From Tatu Saloranta <>
Subject Field constructor, avoiding String.intern()
Date Tue, 14 Feb 2006 21:42:53 GMT
After profiling in-memory indexing, I noticed that
calls to String.intern() showed up surprisingly high;
especially the one from Field() constructor. This is
understandable due to overhead String.intern() has
(being native and synchronized method; overhead
incurred even if String is already interned), and the
fact this essentially gets called once per
document+field combination.

Now, it would be quite easy to improve things a bit
(in theory), such that most intern() calls could be
avoid, transparent to the calling app; for example,
for each IndexWriter() one could use a simple
HashMap() for caching interned Strings. This approach
is more than twice as fast as directly calling
intern().
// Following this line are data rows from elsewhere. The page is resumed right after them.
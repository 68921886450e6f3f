//! Kill switch service entry point.

use std::net::SocketAddr;

use anyhow::Context;
use clap::{Parser, Subcommand};
use tokio::net::TcpListener;
use tracing::info;
use tracing_subscriber::{fmt, prelude::*, EnvFilter};

use killswitch::api::{create_router, mount_docs, openapi, AppState};
use killswitch::config::Config;
use killswitch::metrics;
use killswitch::store::{open_store, StatusStore, StoreBackend};
use killswitch::utils::shutdown_signal;
use killswitch::KillSwitch;

/// Remotely toggleable render flag service.
#[derive(Parser, Debug)]
#[command(name = "killswitch")]
#[command(about = "Serve a render flag that operators can toggle with an API key")]
#[command(version)]
struct Args {
    /// Enable verbose logging.
    #[arg(short, long, global = true)]
    verbose: bool,

    #[command(subcommand)]
    command: Option<Command>,

    /// HTTP listen port (overrides PORT).
    #[arg(short, long)]
    port: Option<u16>,
}

#[derive(Subcommand, Debug)]
enum Command {
    /// Run the HTTP server (default).
    Serve {
        /// HTTP listen port (overrides PORT).
        #[arg(short, long)]
        port: Option<u16>,
    },

    /// Check configuration validity.
    CheckConfig,

    /// Print the stored flag.
    Status,

    /// Print the OpenAPI document as JSON.
    Openapi {
        /// Server URL advertised in the document.
        #[arg(long, env = "BASE_URL", default_value = "http://localhost:5000")]
        base_url: String,
    },
}

#[tokio::main]
async fn main() -> anyhow::Result<()> {
    // Parse CLI arguments
    let args = Args::parse();

    // Initialize logging
    let filter = if args.verbose {
        EnvFilter::new("killswitch=debug,info")
    } else {
        EnvFilter::try_from_default_env().unwrap_or_else(|_| EnvFilter::new("info"))
    };

    tracing_subscriber::registry()
        .with(fmt::layer())
        .with(filter)
        .init();

    // Handle subcommands
    match args.command {
        Some(Command::Serve { port }) => cmd_serve(port.or(args.port)).await,
        Some(Command::CheckConfig) => cmd_check_config().await,
        Some(Command::Status) => cmd_status().await,
        Some(Command::Openapi { base_url }) => cmd_openapi(&base_url),
        None => cmd_serve(args.port).await,
    }
}

/// Load and validate configuration.
fn load_config() -> anyhow::Result<Config> {
    let config = Config::load().context("failed to load configuration")?;
    config.validate()?;
    Ok(config)
}

/// Run the HTTP server.
async fn cmd_serve(port: Option<u16>) -> anyhow::Result<()> {
    let mut config = load_config()?;
    if let Some(port) = port {
        config.port = port;
    }

    info!("Configuration loaded successfully");
    info!("Store backend: {}", config.store_backend);

    let metrics_handle =
        metrics::install_recorder().context("failed to install metrics recorder")?;

    // Refuse to start against an unreachable store
    let store = open_store(&config)
        .await
        .with_context(|| format!("{} status store is unavailable", config.store_backend))?;

    let state = AppState::new(KillSwitch::new(store), config.api_key.as_str())
        .with_metrics(metrics_handle);

    let mut router = create_router(state);
    if config.docs_enabled {
        router = mount_docs(router, &config.base_url());
        info!("API docs at {}/docs", config.base_url());
    }

    let addr = SocketAddr::from(([0, 0, 0, 0], config.port));
    let listener = TcpListener::bind(addr)
        .await
        .with_context(|| format!("failed to bind {}", addr))?;
    info!("Server running on port {}", config.port);

    axum::serve(listener, router)
        .with_graceful_shutdown(shutdown_signal())
        .await?;

    info!("Server stopped");
    Ok(())
}

/// Check configuration validity.
async fn cmd_check_config() -> anyhow::Result<()> {
    println!("======================================================================");
    println!("KILL SWITCH - CONFIGURATION CHECK");
    println!("======================================================================");

    print!("Loading configuration... ");
    let config = match Config::load() {
        Ok(c) => {
            println!("OK");
            c
        }
        Err(e) => {
            println!("FAILED");
            println!("  Error: {}", e);
            return Err(anyhow::anyhow!("Configuration load failed"));
        }
    };

    print!("Validating configuration... ");
    match config.validate() {
        Ok(()) => println!("OK"),
        Err(e) => {
            println!("FAILED");
            println!("  Error: {}", e);
            return Err(anyhow::anyhow!("Configuration validation failed"));
        }
    }

    print!("Opening status store... ");
    match open_store(&config).await {
        Ok(_) => println!("OK"),
        Err(e) => {
            println!("FAILED");
            println!("  Error: {}", e);
            return Err(anyhow::anyhow!("Status store unavailable"));
        }
    }

    println!("----------------------------------------------------------------------");
    println!("Configuration Summary:");
    println!("  Port: {}", config.port);
    println!("  Store Backend: {}", config.store_backend);
    match config.store_backend {
        StoreBackend::File => {
            println!("  Status File: {}", config.status_file.display())
        }
        StoreBackend::Memory => {
            println!("  Initial Status: {}", config.initial_status)
        }
        StoreBackend::Mongo => println!(
            "  Collection: {}.{}",
            config.mongodb_database, config.mongodb_collection
        ),
    }
    println!(
        "  Docs: {}",
        if config.docs_enabled {
            format!("{}/docs", config.base_url())
        } else {
            "Disabled".to_string()
        }
    );
    println!("======================================================================");
    println!("CONFIGURATION CHECK PASSED");
    println!("======================================================================");

    Ok(())
}

/// Print the stored flag.
async fn cmd_status() -> anyhow::Result<()> {
    let config = load_config()?;
    let store = open_store(&config).await?;

    let enabled = store.read().await?;
    println!("renderApp: {}", enabled);

    if let Some(updated_at) = store.last_updated().await? {
        println!("updatedAt: {}", updated_at.to_rfc3339());
    }

    Ok(())
}

/// Print the OpenAPI document.
fn cmd_openapi(base_url: &str) -> anyhow::Result<()> {
    let doc = openapi(base_url);
    println!("{}", doc.to_pretty_json()?);
    Ok(())
}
One could also use per-thread cache, or
global one; all of which would probably be faster.
However, Field constructor hard-codes call to
intern(), so it would be necessary to add a new
constructor that indicates that field name is known to
be interned.
And there would also need to be a way to invoke the
new optional functionality.

Has anyone tried this approach to see if speedup is
worth the hassle (in my case it'd probably be
something like 2 - 3%, assuming profiler's 5% for
intern() is accurate)?

-+ Tatu +-